Big Lots weighing possibility of bankruptcy filing as sales dwindle https://t.co/p1OOq0FxXg
— FOX Business (@FoxBusiness) September 4, 2024
Big Lots is working under Chapter 11 protection and arranging a stalking horse bid to allow for better offers to be considered. With assistance from advisers at AlixPartners and Guggenheim Partners, the company plans to sell its chain of stores through a court-supervised process.

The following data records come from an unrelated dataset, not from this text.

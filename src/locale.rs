use std::borrow::Borrow;
use std::collections::BTreeMap;
use std::fmt;

use serde::{Deserialize, Serialize};
#[cfg(feature = "ts")]
use ts_rs::TS;

use crate::error::{Result, RuntimeError};

/// An opaque language tag such as `en` or `zh-Hans`, compared by exact equality.
#[derive(Debug, Clone, PartialEq, Eq, PartialOrd, Ord, Hash, Serialize, Deserialize)]
#[cfg_attr(feature = "ts", derive(TS), ts(export))]
pub struct Locale(String);

impl Locale {
    pub fn new(tag: impl Into<String>) -> Self {
        Self(tag.into())
    }

    pub fn as_str(&self) -> &str {
        &self.0
    }
}

impl fmt::Display for Locale {
    fn fmt(&self, f: &mut fmt::Formatter<'_>) -> fmt::Result {
        f.write_str(&self.0)
    }
}

impl From<&str> for Locale {
    fn from(tag: &str) -> Self {
        Self(tag.to_string())
    }
}

impl From<String> for Locale {
    fn from(tag: String) -> Self {
        Self(tag)
    }
}

impl AsRef<str> for Locale {
    fn as_ref(&self) -> &str {
        &self.0
    }
}

impl Borrow<str> for Locale {
    fn borrow(&self) -> &str {
        &self.0
    }
}

const NATIVE_NAMES: &[(&str, &str)] = &[
    ("de", "Deutsch"),
    ("en", "English"),
    ("en-GB", "English (United Kingdom)"),
    ("en-US", "English (United States)"),
    ("es", "Español"),
    ("fr", "Français"),
    ("it", "Italiano"),
    ("ja", "日本語"),
    ("ja-JP", "日本語 (日本)"),
    ("ko", "한국어"),
    ("pt", "Português"),
    ("pt-BR", "Português (Brasil)"),
    ("ru", "Русский"),
    ("zh", "中文"),
    ("zh-CN", "中文 (中国)"),
    ("zh-Hans", "简体中文"),
    ("zh-Hant", "繁體中文"),
    ("zh-TW", "中文 (台灣)"),
];

/// The built-in self-name of a well known tag.
pub fn builtin_native_name(tag: &str) -> Option<&'static str> {
    NATIVE_NAMES
        .binary_search_by(|(t, _)| t.cmp(&tag))
        .ok()
        .map(|i| NATIVE_NAMES[i].1)
}

/// The primary language subtag, `fr` of `fr-CA` or `zh_Hant_TW`.
pub fn language(tag: &str) -> &str {
    tag.split(['-', '_']).next().unwrap_or(tag)
}

/// The locales a project can serve, with optional self-names from the project file.
#[derive(Debug, Default, Clone)]
pub struct LocaleCatalog {
    locales: BTreeMap<Locale, Option<String>>,
}

impl LocaleCatalog {
    pub fn new() -> Self {
        Self::default()
    }

    pub fn insert(&mut self, locale: Locale, name: Option<String>) {
        self.locales.insert(locale, name);
    }

    pub fn contains(&self, locale: &str) -> bool {
        self.locales.contains_key(locale)
    }

    pub fn locales(&self) -> impl Iterator<Item = &Locale> {
        self.locales.keys()
    }

    pub fn len(&self) -> usize {
        self.locales.len()
    }

    pub fn is_empty(&self) -> bool {
        self.locales.is_empty()
    }

    /// Returns the first of `requested`, in the caller's preference order,
    /// that the catalog supports.
    pub fn choose<I, L>(&self, requested: I) -> Option<Locale>
    where
        I: IntoIterator<Item = L>,
        L: AsRef<str>,
    {
        requested
            .into_iter()
            .find_map(|l| self.locales.get_key_value(l.as_ref()))
            .map(|(locale, _)| locale.clone())
    }

    /// The human readable self-name of a supported locale. Falls back to the
    /// built-in table, then to the name of its language subtag, then to the
    /// tag itself.
    pub fn native_name(&self, locale: &str) -> Result<String> {
        let (locale, name) = self
            .locales
            .get_key_value(locale)
            .ok_or_else(|| RuntimeError::UnknownLocale(Locale::from(locale)))?;

        Ok(match name {
            Some(name) => name.clone(),
            None => builtin_native_name(locale.as_str())
                .or_else(|| builtin_native_name(language(locale.as_str())))
                .unwrap_or(locale.as_str())
                .to_string(),
        })
    }
}

impl FromIterator<Locale> for LocaleCatalog {
    fn from_iter<T: IntoIterator<Item = Locale>>(iter: T) -> Self {
        Self {
            locales: iter.into_iter().map(|l| (l, None)).collect(),
        }
    }
}

#[cfg(test)]
mod tests {
    use super::*;

    fn catalog(tags: &[&str]) -> LocaleCatalog {
        tags.iter().copied().map(Locale::from).collect()
    }

    #[test]
    fn test_native_names_sorted() {
        assert!(NATIVE_NAMES.windows(2).all(|w| w[0].0 < w[1].0));
        assert_eq!(builtin_native_name("ja"), Some("日本語"));
        assert_eq!(builtin_native_name("xx"), None);
    }

    #[test]
    fn test_choose() {
        let catalog = catalog(&["en", "ja"]);
        assert_eq!(catalog.choose(["fr", "ja"]), Some(Locale::from("ja")));
        assert_eq!(catalog.choose(["en", "ja"]), Some(Locale::from("en")));
        assert_eq!(catalog.choose(["ja", "en"]), Some(Locale::from("ja")));
        assert_eq!(catalog.choose(["fr", "de"]), None);
        assert_eq!(catalog.choose(Vec::<String>::new()), None);
        // tags are compared exactly
        assert_eq!(catalog.choose(["en-US", "JA"]), None);
    }

    #[test]
    fn test_native_name() {
        let mut catalog = catalog(&["en", "ja", "tlh"]);
        catalog.insert(Locale::from("en"), Some("English (Game)".to_string()));

        assert_eq!(catalog.native_name("en").unwrap(), "English (Game)");
        assert_eq!(catalog.native_name("ja").unwrap(), "日本語");
        assert_eq!(catalog.native_name("tlh").unwrap(), "tlh");
        assert!(matches!(
            catalog.native_name("fr"),
            Err(RuntimeError::UnknownLocale(l)) if l.as_str() == "fr"
        ));
    }

    #[test]
    fn test_native_name_subtag() {
        let catalog = catalog(&["fr-CA", "de_DE", "zh-Hant", "tlh-Latn"]);

        assert_eq!(catalog.native_name("fr-CA").unwrap(), "Français");
        assert_eq!(catalog.native_name("de_DE").unwrap(), "Deutsch");
        // an exact entry wins over the language
        assert_eq!(catalog.native_name("zh-Hant").unwrap(), "繁體中文");
        assert_eq!(catalog.native_name("tlh-Latn").unwrap(), "tlh-Latn");
        assert_eq!(language("zh_Hant_TW"), "zh");
        assert_eq!(language("ja"), "ja");
    }
}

Meanwhile, CEO Bruce Thorn outlined strategies to focus on bargains, value communication, and customer retention, but these efforts appear insufficient given the ongoing challenges.
“The company will continue to operate under Chapter 11 protection and is in the process of arranging a stalking horse bid, which allows for better offers to be considered if they arise.”
Despite these attempts, Big Lots reported substantial losses and a negative cash flow for 2022, 2023, and the first quarter of 2024. Analysts believe the company’s financial health is deteriorating, pointing out that 244 out of nearly 1,400 stores are underperforming and that the company has taken on an additional $72.2 million in debt. Neil Saunders, Managing Director of GlobalData Retail, emphasized, “It doesn’t look as if they are going to be able to stop the bleeding anytime soon.”
Big Lots’ plight is not an isolated case but rather a reflection of the broader challenges faced by many retailers in the current economic environment. The company’s fate serves as a cautionary tale about the dangers of rampant inflation, government overspending, and economic mismanagement that leave businesses and consumers alike in dire straits. While Big Lots’ survival remains uncertain, its story underscores the urgent need for sound economic policies to support businesses and stabilize the market.
“While we made substantial progress on improving our business operations in Q1, we missed our sales goals due largely to a continued pullback in consumer spending by our core customers, particularly in high-ticket discretionary items,” Thorn said. “We remain focused on managing through the current economic cycle by controlling the controllables.”
As we watch this once thriving discount retailer grapple to stay afloat, it’s crucial to understand the underlying issues threatening not just Big Lots but the entire retail industry. Common sense economic policies and a focus on sustainable business practices can potentially reverse these negative trends, but will we see such changes in time?